> _Extracted data_:

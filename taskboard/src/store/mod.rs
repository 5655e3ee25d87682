//! Key-value persistence for board snapshots.
//!
//! Defines the [`KeyValueStore`] trait implemented by storage backends and
//! [`BoardStorage`], which layers typed JSON state on top of a store and
//! turns every failure into a `false`/`None` result.
//!
//! Storage may be missing entirely (sandboxed or quota-limited
//! environments). Losing durability is acceptable; crashing the board is
//! not, so nothing in [`BoardStorage`] returns an error.

pub mod file;
pub mod memory;

pub use file::FileStore;
pub use memory::InMemoryStore;

use std::sync::Arc;

use serde::Serialize;
use serde::de::DeserializeOwned;
use taskboard_proto::codec;

/// Errors reported by storage backends.
#[derive(Debug, thiserror::Error)]
pub enum StoreError {
    /// The storage backend cannot be used at all.
    #[error("storage unavailable: {0}")]
    Unavailable(String),

    /// A write operation failed.
    #[error("write failed: {0}")]
    WriteFailed(String),

    /// A read operation failed.
    #[error("read failed: {0}")]
    ReadFailed(String),

    /// The key cannot be stored by this backend.
    #[error("invalid key: {0}")]
    InvalidKey(String),
}

/// A string-to-string store.
///
/// Implementations include:
/// - [`InMemoryStore`] — process-local map, used in tests and demos
/// - [`FileStore`] — one file per key in a directory
pub trait KeyValueStore: Send + Sync {
    /// Returns `true` if the store can currently be written to.
    fn is_available(&self) -> bool;

    /// Reads the value stored under `key`, if any.
    ///
    /// # Errors
    ///
    /// Returns [`StoreError`] if the backend cannot be read.
    fn get(&self, key: &str) -> Result<Option<String>, StoreError>;

    /// Stores `value` under `key`, replacing any previous value.
    ///
    /// # Errors
    ///
    /// Returns [`StoreError`] if the backend rejects the write.
    fn set(&self, key: &str, value: &str) -> Result<(), StoreError>;

    /// Removes `key`. Removing a missing key succeeds.
    ///
    /// # Errors
    ///
    /// Returns [`StoreError`] if the backend rejects the removal.
    fn remove(&self, key: &str) -> Result<(), StoreError>;
}

impl<S: KeyValueStore + ?Sized> KeyValueStore for Arc<S> {
    fn is_available(&self) -> bool {
        (**self).is_available()
    }

    fn get(&self, key: &str) -> Result<Option<String>, StoreError> {
        (**self).get(key)
    }

    fn set(&self, key: &str, value: &str) -> Result<(), StoreError> {
        (**self).set(key, value)
    }

    fn remove(&self, key: &str) -> Result<(), StoreError> {
        (**self).remove(key)
    }
}

/// Typed, non-failing access to a [`KeyValueStore`].
///
/// Values are stored as JSON text. Any problem (store unavailable, I/O
/// error, undecodable payload) is logged via `tracing::warn!` and reported
/// as `false` or `None`.
#[derive(Debug)]
pub struct BoardStorage<S> {
    store: S,
}

impl<S: KeyValueStore> BoardStorage<S> {
    /// Wraps `store`.
    pub const fn new(store: S) -> Self {
        Self { store }
    }

    /// The underlying store.
    pub const fn store(&self) -> &S {
        &self.store
    }

    /// Serializes `state` and stores it under `key`.
    ///
    /// Returns `true` on success.
    pub fn save_state<T: Serialize + ?Sized>(&self, key: &str, state: &T) -> bool {
        if !self.store.is_available() {
            tracing::warn!(key, "storage unavailable, state not saved");
            return false;
        }
        let text = match codec::encode(state) {
            Ok(text) => text,
            Err(err) => {
                tracing::warn!(key, error = %err, "could not encode state");
                return false;
            }
        };
        match self.store.set(key, &text) {
            Ok(()) => true,
            Err(err) => {
                tracing::warn!(key, error = %err, "state save failed");
                false
            }
        }
    }

    /// Loads and decodes the value stored under `key`.
    ///
    /// Returns `None` if nothing is stored, the store is unavailable, or
    /// the stored text does not decode as `T`.
    pub fn load_state<T: DeserializeOwned>(&self, key: &str) -> Option<T> {
        if !self.store.is_available() {
            tracing::warn!(key, "storage unavailable, nothing loaded");
            return None;
        }
        let text = match self.store.get(key) {
            Ok(Some(text)) => text,
            Ok(None) => return None,
            Err(err) => {
                tracing::warn!(key, error = %err, "state load failed");
                return None;
            }
        };
        match codec::decode(&text) {
            Ok(value) => Some(value),
            Err(err) => {
                tracing::warn!(key, error = %err, "stored state is not decodable");
                None
            }
        }
    }

    /// Removes the value stored under `key`.
    ///
    /// Returns `true` on success.
    pub fn clear_state(&self, key: &str) -> bool {
        if !self.store.is_available() {
            tracing::warn!(key, "storage unavailable, state not cleared");
            return false;
        }
        match self.store.remove(key) {
            Ok(()) => true,
            Err(err) => {
                tracing::warn!(key, error = %err, "state clear failed");
                false
            }
        }
    }
}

> _Aim of the exercise_: Which lines in the material contain the word "Some"? Pull each of them out.

> _Task response_:
            Ok(Some(text)) => text,
            Ok(value) => Some(value),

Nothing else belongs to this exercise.